▶ **Problem to solve**:
Search the entries below. Return every line that has "derive" in it.

▶ **Extracted information**:
*** Block opens ***

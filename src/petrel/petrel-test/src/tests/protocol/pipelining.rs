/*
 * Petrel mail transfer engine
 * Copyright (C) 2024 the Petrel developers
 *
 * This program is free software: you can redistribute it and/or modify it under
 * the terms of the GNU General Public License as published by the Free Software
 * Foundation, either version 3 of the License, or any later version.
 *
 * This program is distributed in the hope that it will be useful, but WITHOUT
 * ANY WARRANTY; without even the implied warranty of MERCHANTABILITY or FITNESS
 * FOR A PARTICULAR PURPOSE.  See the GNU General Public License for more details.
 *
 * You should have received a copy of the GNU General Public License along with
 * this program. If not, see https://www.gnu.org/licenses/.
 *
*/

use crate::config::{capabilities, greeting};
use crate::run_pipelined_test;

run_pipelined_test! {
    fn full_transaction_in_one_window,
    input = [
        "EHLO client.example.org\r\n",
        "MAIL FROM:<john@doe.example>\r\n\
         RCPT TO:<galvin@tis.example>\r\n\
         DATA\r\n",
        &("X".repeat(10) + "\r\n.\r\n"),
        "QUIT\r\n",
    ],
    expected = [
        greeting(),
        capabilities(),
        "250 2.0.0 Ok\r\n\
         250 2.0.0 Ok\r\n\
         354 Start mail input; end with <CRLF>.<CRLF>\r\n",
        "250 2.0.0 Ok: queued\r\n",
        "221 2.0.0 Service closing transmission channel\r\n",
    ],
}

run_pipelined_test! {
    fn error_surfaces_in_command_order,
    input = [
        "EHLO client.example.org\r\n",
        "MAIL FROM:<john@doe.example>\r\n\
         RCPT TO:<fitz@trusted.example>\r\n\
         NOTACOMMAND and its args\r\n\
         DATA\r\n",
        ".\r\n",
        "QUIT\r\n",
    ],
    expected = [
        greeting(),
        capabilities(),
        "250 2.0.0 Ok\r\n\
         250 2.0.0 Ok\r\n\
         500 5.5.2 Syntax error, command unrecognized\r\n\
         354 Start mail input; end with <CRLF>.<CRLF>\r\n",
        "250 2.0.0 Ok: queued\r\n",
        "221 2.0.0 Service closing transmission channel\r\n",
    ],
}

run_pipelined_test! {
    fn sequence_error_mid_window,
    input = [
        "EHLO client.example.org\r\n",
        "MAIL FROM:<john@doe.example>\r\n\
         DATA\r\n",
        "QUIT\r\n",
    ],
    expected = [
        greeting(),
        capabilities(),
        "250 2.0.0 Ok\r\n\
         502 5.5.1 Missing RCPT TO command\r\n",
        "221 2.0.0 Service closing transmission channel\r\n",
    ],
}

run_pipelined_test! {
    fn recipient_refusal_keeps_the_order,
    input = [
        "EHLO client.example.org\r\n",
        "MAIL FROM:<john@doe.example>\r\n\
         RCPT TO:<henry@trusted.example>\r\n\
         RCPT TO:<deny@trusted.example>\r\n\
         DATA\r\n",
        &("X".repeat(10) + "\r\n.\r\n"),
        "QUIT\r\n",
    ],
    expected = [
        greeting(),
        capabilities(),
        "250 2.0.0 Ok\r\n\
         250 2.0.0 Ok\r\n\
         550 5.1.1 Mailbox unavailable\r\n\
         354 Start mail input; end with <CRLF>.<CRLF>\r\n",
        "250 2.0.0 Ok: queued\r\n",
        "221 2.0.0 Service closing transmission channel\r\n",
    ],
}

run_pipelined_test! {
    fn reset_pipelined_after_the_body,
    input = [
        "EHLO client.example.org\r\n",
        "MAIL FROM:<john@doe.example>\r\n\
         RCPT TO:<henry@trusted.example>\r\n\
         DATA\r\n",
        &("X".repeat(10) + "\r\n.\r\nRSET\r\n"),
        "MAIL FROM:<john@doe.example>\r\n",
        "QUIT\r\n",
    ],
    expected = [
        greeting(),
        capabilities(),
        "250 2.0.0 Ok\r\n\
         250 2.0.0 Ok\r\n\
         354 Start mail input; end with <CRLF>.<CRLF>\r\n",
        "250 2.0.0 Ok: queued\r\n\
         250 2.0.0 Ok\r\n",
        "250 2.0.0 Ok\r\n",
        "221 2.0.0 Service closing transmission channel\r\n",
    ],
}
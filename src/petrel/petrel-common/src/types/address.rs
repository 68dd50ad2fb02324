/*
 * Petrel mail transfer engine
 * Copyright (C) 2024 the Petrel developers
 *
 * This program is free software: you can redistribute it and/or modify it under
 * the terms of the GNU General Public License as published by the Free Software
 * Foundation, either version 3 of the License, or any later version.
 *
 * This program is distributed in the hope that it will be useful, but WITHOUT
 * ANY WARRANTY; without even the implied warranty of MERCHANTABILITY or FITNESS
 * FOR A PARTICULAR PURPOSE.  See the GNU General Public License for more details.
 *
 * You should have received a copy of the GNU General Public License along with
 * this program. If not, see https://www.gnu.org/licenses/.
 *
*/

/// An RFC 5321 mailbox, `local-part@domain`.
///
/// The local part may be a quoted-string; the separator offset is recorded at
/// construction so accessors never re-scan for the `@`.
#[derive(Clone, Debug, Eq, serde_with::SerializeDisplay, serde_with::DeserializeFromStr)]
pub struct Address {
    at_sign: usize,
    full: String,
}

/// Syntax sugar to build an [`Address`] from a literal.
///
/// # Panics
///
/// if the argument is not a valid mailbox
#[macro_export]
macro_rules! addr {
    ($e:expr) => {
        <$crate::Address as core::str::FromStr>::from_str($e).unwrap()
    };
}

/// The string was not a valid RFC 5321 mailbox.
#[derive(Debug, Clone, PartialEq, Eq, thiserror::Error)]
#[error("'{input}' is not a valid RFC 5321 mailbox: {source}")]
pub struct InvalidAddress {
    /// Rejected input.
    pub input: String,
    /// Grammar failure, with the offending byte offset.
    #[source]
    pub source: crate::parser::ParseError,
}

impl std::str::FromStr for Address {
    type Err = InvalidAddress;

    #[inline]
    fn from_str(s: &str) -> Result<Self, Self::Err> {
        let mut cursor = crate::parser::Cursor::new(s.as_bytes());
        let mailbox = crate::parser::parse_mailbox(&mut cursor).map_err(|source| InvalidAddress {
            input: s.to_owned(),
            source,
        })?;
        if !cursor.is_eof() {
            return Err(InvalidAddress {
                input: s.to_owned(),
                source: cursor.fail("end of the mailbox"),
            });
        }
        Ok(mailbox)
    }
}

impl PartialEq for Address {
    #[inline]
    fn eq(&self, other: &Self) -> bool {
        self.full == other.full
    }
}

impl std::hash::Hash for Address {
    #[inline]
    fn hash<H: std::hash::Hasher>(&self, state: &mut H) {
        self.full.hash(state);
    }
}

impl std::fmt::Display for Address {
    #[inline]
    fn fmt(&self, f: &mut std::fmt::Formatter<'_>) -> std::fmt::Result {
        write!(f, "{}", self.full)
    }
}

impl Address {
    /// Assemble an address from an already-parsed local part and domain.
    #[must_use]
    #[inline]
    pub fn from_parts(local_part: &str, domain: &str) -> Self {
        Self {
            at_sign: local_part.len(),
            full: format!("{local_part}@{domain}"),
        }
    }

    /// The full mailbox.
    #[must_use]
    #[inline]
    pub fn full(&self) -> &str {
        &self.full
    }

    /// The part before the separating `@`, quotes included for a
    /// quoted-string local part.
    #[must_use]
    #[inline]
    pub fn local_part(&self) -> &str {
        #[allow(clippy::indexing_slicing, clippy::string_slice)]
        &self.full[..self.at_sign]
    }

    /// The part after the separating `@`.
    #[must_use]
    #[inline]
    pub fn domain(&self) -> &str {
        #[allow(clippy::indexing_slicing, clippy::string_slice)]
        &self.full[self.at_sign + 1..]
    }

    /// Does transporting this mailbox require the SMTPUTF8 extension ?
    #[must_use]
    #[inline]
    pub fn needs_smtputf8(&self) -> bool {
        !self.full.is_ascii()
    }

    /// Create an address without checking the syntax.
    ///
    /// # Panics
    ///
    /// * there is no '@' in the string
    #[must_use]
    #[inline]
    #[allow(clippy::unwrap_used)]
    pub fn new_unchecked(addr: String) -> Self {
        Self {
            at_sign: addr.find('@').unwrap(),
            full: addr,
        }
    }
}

*** Block closes ***

▶ **Exercise result**:
#[derive(Clone, Debug, Eq, serde_with::SerializeDisplay, serde_with::DeserializeFromStr)]
#[derive(Debug, Clone, PartialEq, Eq, thiserror::Error)]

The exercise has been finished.